Sounds good. And one last one. Your MIDS JTRS contract vehicle has been a very large contributor for you and it's generally been upsized every six months. Do you expect a new IDIQ after the existing one soon ends in May of 2020?
Mark Dankberg
Management
Yes. There are plenty of, yes, we do. Yes.
Louie Dipalma
Analyst · William Blair.
Sounds good. Thanks, Mark and Shawn.
Operator
Operator
Thank you. Our next question comes from the line of Mike Crawford with B. Riley.
Mike Crawford
Analyst · B. Riley.
Thanks. From the rising equity and net income affiliates line, it looks like your TrellisWare subsidiary is probably doing quite well. Can you just talk about what's going on with that waveform and maybe potential network effect possibilities with TrellisWare?
Mark Dankberg
Management
Yes. So when we talk about network effects, that's a really good example. TrellisWare has developed a waveform that's being adopted by the Army for several of their, for both the Special Forces and the Army for several of their common radio programs. Manpack and handheld radios and TrellisWare has a business model where those waveforms are licensed into other contractors that are scaling up production. So what's happening is licensing revenue is growing pretty rapidly there. We are pretty excited about that. There's a good growth runway there and you see some of that reflected in our portion that we consolidate in there based on a little over 50% ownership of TrellisWare. And then from a network effect perspective, again, a big part of what makes those radios valuable as interoperability. So the fact that large numbers of users are adopting is helping to drive adoption of those waveforms, basically, very broadly across Special Forces, Army and Marines as well.
Mike Crawford
Analyst · B. Riley.
Okay. Thank you. And then if we could just turn back to these satellite services markets, both mobile and fixed that you are targeting along with some of these LEO constellations. Obviously, if someone is going to try to play Fortnite, maybe that latency matters there. But in terms of ability to deliver high speed and high bandwidth, how do you, I guess, weigh the limitations or not of some of these like OneWeb, Starlink typer versus ViaSat-3 and ViaSat-4?
Mark Dankberg
Management
Okay. So our position has been pretty consistent. If you have enough bandwidth, latency is really important. If you don't have enough bandwidth, then latency isn't as important because you have congestion and other effects that mask latency. We think the big driver in addressing the biggest market, which is like 20 million-ish people on DSL and the people that are trying to be addressed by subsidies is the switch from broadcast video to over-the-top video.
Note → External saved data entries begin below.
use crate::AliasResolver;
use bindgraph_core::{BindingGraph, DiagnosticSink, ShardGroup, TopologyInput, TypeKey};
use rustc_hash::FxHashMap;
use std::collections::VecDeque;
use tracing::debug;

/// One cross-shard dependency edge, key to resolved terminal key.
#[derive(Debug, Clone, PartialEq, Eq)]
pub struct CrossShardEdge {
    pub from_shard: usize,
    pub from_key: TypeKey,
    pub to_shard: usize,
    pub to_key: TypeKey,
}

/// Shard-level scheduling result.
#[derive(Debug, Clone, Default)]
pub struct ShardSchedule {
    /// Initialization order: a permutation of shard indices, empty when
    /// there is at most one shard.
    pub order: Vec<usize>,
    /// Per shard, the distinct shards it depends on, sorted ascending.
    pub shard_deps: Vec<Vec<usize>>,
    /// Every key-level cross-shard edge in discovery order.
    pub cross_edges: Vec<CrossShardEdge>,
}

impl ShardSchedule {
    pub fn empty(shard_count: usize) -> Self {
        Self {
            order: Vec::new(),
            shard_deps: vec![Vec::new(); shard_count],
            cross_edges: Vec::new(),
        }
    }

    /// Cross-shard edges originating in `shard`.
    pub fn outgoing_edges(&self, shard: usize) -> usize {
        self.cross_edges
            .iter()
            .filter(|e| e.from_shard == shard)
            .count()
    }
}

/// Derives the shard-level dependency DAG from a partition and computes
/// a deterministic initialization order, falling back to declaration
/// order when partitioning induced a shard-level cycle.
pub struct ShardScheduler<'a> {
    graph: &'a dyn BindingGraph,
    topology: &'a TopologyInput,
}

impl<'a> ShardScheduler<'a> {
    pub fn new(graph: &'a dyn BindingGraph, topology: &'a TopologyInput) -> Self {
        Self { graph, topology }
    }

    pub fn schedule(
        &self,
        groups: &[ShardGroup],
        resolver: &mut AliasResolver,
        sink: &mut dyn DiagnosticSink,
    ) -> ShardSchedule {
        let shard_count = groups.len();
        if shard_count <= 1 {
            return ShardSchedule::empty(shard_count);
        }

        let mut shard_of: FxHashMap<TypeKey, usize> =
            FxHashMap::with_capacity_and_hasher(groups.iter().map(|g| g.len()).sum(), Default::default());
        for (index, group) in groups.iter().enumerate() {
            for key in group.keys() {
                shard_of.insert(key.clone(), index);
            }
        }

        let mut schedule = ShardSchedule::empty(shard_count);

        // Reusable marker array keeps per-source dedup at O(S + E)
        // across the whole pass.
        let mut marked = vec![false; shard_count];
        for (source, group) in groups.iter().enumerate() {
            let mut touched: Vec<usize> = Vec::new();
            for binding in &group.bindings {
                for dep in self.topology.dependencies_of(&binding.key) {
                    let terminal = resolver.resolve(self.graph, dep, sink);
                    let Some(&target) = shard_of.get(&terminal) else {
                        continue;
                    };
                    if target == source {
                        continue;
                    }
                    schedule.cross_edges.push(CrossShardEdge {
                        from_shard: source,
                        from_key: binding.key.clone(),
                        to_shard: target,
                        to_key: terminal,
                    });
                    if !marked[target] {
                        marked[target] = true;
                        touched.push(target);
                    }
                }
            }
            for &target in &touched {
                marked[target] = false;
            }
            touched.sort_unstable();
            schedule.shard_deps[source] = touched;
        }

        schedule.order = self.topo_order(&schedule.shard_deps, sink);
        debug!(
            shard_count,
            cross_edges = schedule.cross_edges.len(),
            "scheduled shard initialization"
        );
        schedule
    }

    /// Kahn's algorithm over the shard DAG. In-degree of shard A is the
    /// number of distinct shards A depends on; dependents lists are
    /// ascending, and the FIFO queue is seeded ascending, so identical
    /// inputs always produce the identical order.
    fn topo_order(&self, shard_deps: &[Vec<usize>], sink: &mut dyn DiagnosticSink) -> Vec<usize> {
        let shard_count = shard_deps.len();
        let mut in_degree: Vec<usize> = shard_deps.iter().map(|deps| deps.len()).collect();
        let mut dependents: Vec<Vec<usize>> = vec![Vec::new(); shard_count];
        for (dependent, deps) in shard_deps.iter().enumerate() {
            for &dep in deps {
                dependents[dep].push(dependent);
            }
        }

        let mut queue: VecDeque<usize> =
            (0..shard_count).filter(|&s| in_degree[s] == 0).collect();
        let mut order = Vec::with_capacity(shard_count);
        while let Some(shard) = queue.pop_front() {
            order.push(shard);
            for &dependent in &dependents[shard] {
                in_degree[dependent] -= 1;
                if in_degree[dependent] == 0 {
                    queue.push_back(dependent);
                }
            }
        }

        if order.len() < shard_count {
            sink.warn(format!(
                "dependency cycle across shards ({} of {} orderable); \
                 falling back to declaration order",
                order.len(),
                shard_count
            ));
            return (0..shard_count).collect();
        }
        order
    }
}

#[cfg(test)]
mod tests {
    use super::*;
    use bindgraph_core::{Component, MemoryBindingGraph, PropertyBinding, RecordingSink};

    fn group_of(keys: &[&str]) -> ShardGroup {
        ShardGroup::new(keys.iter().map(|k| PropertyBinding::concrete(*k)).collect())
    }

    /// Graph + topology where every key is concrete and dependencies
    /// are the given edges.
    fn graph_and_topology(
        keys: &[&str],
        edges: &[(&str, &str)],
    ) -> (MemoryBindingGraph, TopologyInput) {
        let mut graph = MemoryBindingGraph::new();
        for key in keys {
            graph.insert_concrete(*key);
        }
        let components = keys
            .iter()
            .enumerate()
            .map(|(id, k)| Component::new(id, vec![TypeKey::from(*k)]))
            .collect();
        let mut topology = TopologyInput::new(
            keys.iter().map(|k| TypeKey::from(*k)).collect(),
            components,
        );
        for (from, to) in edges {
            graph.add_dependency(*from, *to);
            topology.add_dependency(*from, *to);
        }
        (graph, topology)
    }

    #[test]
    fn single_shard_yields_empty_order() {
        let (graph, topology) = graph_and_topology(&["A"], &[]);
        let mut resolver = AliasResolver::new();
        let mut sink = RecordingSink::new();
        let schedule = ShardScheduler::new(&graph, &topology).schedule(
            &[group_of(&["A"])],
            &mut resolver,
            &mut sink,
        );
        assert!(schedule.order.is_empty());
        assert!(schedule.cross_edges.is_empty());
    }

    #[test]
    fn dependency_shards_initialize_first() {
        let (graph, topology) =
            graph_and_topology(&["A", "B", "C"], &[("C", "A"), ("C", "B"), ("B", "A")]);
        let groups = [group_of(&["A"]), group_of(&["B"]), group_of(&["C"])];
        let mut resolver = AliasResolver::new();
        let mut sink = RecordingSink::new();
        let schedule =
            ShardScheduler::new(&graph, &topology).schedule(&groups, &mut resolver, &mut sink);

        assert_eq!(schedule.order, vec![0, 1, 2]);
        assert_eq!(schedule.shard_deps[2], vec![0, 1]);
        assert_eq!(schedule.shard_deps[1], vec![0]);
        assert!(schedule.shard_deps[0].is_empty());
        assert!(sink.warnings.is_empty());
    }

    #[test]
    fn order_is_a_valid_topological_permutation() {
        let (graph, topology) = graph_and_topology(
            &["A", "B", "C", "D"],
            &[("A", "C"), ("B", "D"), ("A", "D")],
        );
        let groups = [
            group_of(&["A"]),
            group_of(&["B"]),
            group_of(&["C"]),
            group_of(&["D"]),
        ];
        let mut resolver = AliasResolver::new();
        let mut sink = RecordingSink::new();
        let schedule =
            ShardScheduler::new(&graph, &topology).schedule(&groups, &mut resolver, &mut sink);

        let mut sorted = schedule.order.clone();
        sorted.sort_unstable();
        assert_eq!(sorted, vec![0, 1, 2, 3]);
        let position = |s: usize| schedule.order.iter().position(|&x| x == s).unwrap();
        for (dependent, deps) in schedule.shard_deps.iter().enumerate() {
            for &dep in deps {
                assert!(position(dep) < position(dependent));
            }
        }
    }

    #[test]
    fn cross_shard_edges_are_deduplicated_per_source() {
        let (graph, topology) = graph_and_topology(
            &["A", "B", "C"],
            &[("B", "A"), ("C", "A")],
        );
        // B and C share a shard that leans on shard 0 twice.
        let groups = [group_of(&["A"]), group_of(&["B", "C"])];
        let mut resolver = AliasResolver::new();
        let mut sink = RecordingSink::new();
        let schedule =
            ShardScheduler::new(&graph, &topology).schedule(&groups, &mut resolver, &mut sink);

        assert_eq!(schedule.shard_deps[1], vec![0]);
        assert_eq!(schedule.cross_edges.len(), 2);
        assert_eq!(schedule.outgoing_edges(1), 2);
        assert_eq!(schedule.order, vec![0, 1]);
    }

    #[test]
    fn alias_edges_resolve_to_the_owning_shard() {
        let mut graph = MemoryBindingGraph::new();
        graph.insert_concrete("Impl");
        graph.insert_alias("Api", "Impl");
        graph.insert_concrete("Client");
        let mut topology = TopologyInput::new(
            vec![
                TypeKey::from("Impl"),
                TypeKey::from("Api"),
                TypeKey::from("Client"),
            ],
            vec![
                Component::new(0, vec![TypeKey::from("Impl")]),
                Component::new(1, vec![TypeKey::from("Api")]),
                Component::new(2, vec![TypeKey::from("Client")]),
            ],
        );
        topology.add_dependency("Client", "Api");

        // The alias and its target live in shard 0; the client depends
        // on the alias but must wait for the target's shard.
        let groups = [group_of(&["Impl", "Api"]), group_of(&["Client"])];
        let mut resolver = AliasResolver::new();
        let mut sink = RecordingSink::new();
        let schedule =
            ShardScheduler::new(&graph, &topology).schedule(&groups, &mut resolver, &mut sink);

        assert_eq!(schedule.shard_deps[1], vec![0]);
        assert_eq!(schedule.cross_edges.len(), 1);
        assert_eq!(schedule.cross_edges[0].to_key, TypeKey::from("Impl"));
        assert_eq!(schedule.order, vec![0, 1]);
    }

    #[test]
    fn shard_cycle_falls_back_to_identity_with_one_warning() {
        let (graph, topology) = graph_and_topology(
            &["A", "B", "C"],
            &[("A", "C"), ("B", "A"), ("C", "B")],
        );
        // Shard 0 -> shard 2 -> shard 1 -> shard 0 at the shard level.
        let groups = [group_of(&["A"]), group_of(&["B"]), group_of(&["C"])];
        let mut resolver = AliasResolver::new();
        let mut sink = RecordingSink::new();
        let schedule =
            ShardScheduler::new(&graph, &topology).schedule(&groups, &mut resolver, &mut sink);

        assert_eq!(schedule.order, vec![0, 1, 2]);
        assert_eq!(sink.warnings.len(), 1);
        assert!(sink.warnings[0].contains("dependency cycle"));
    }
}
And the demand is enormous. We think there are big advantages to our architecture in delivering bandwidth the most cost effectively. We have spent tons of time evaluating all these other ones. And yes, they are going to, we are really excited to see innovation in the industry. We are involved with a lot of these non-geosynchronous LEO, MEO systems in one way or another. And I think we understand them well. We are really confident in our approach is going to be the most scalable and cost effective.
Bruce Dirks
Analyst · B. Riley.
Okay. This is Bruce. That's going have to be our last question for tonight. I apologize, but we have some time constraints.
Operator
Operator
All right. Ladies and gentlemen, we would like to thank you for participating in today's conference. This does conclude the program and you may all disconnect. Everyone, enjoy the rest of your day.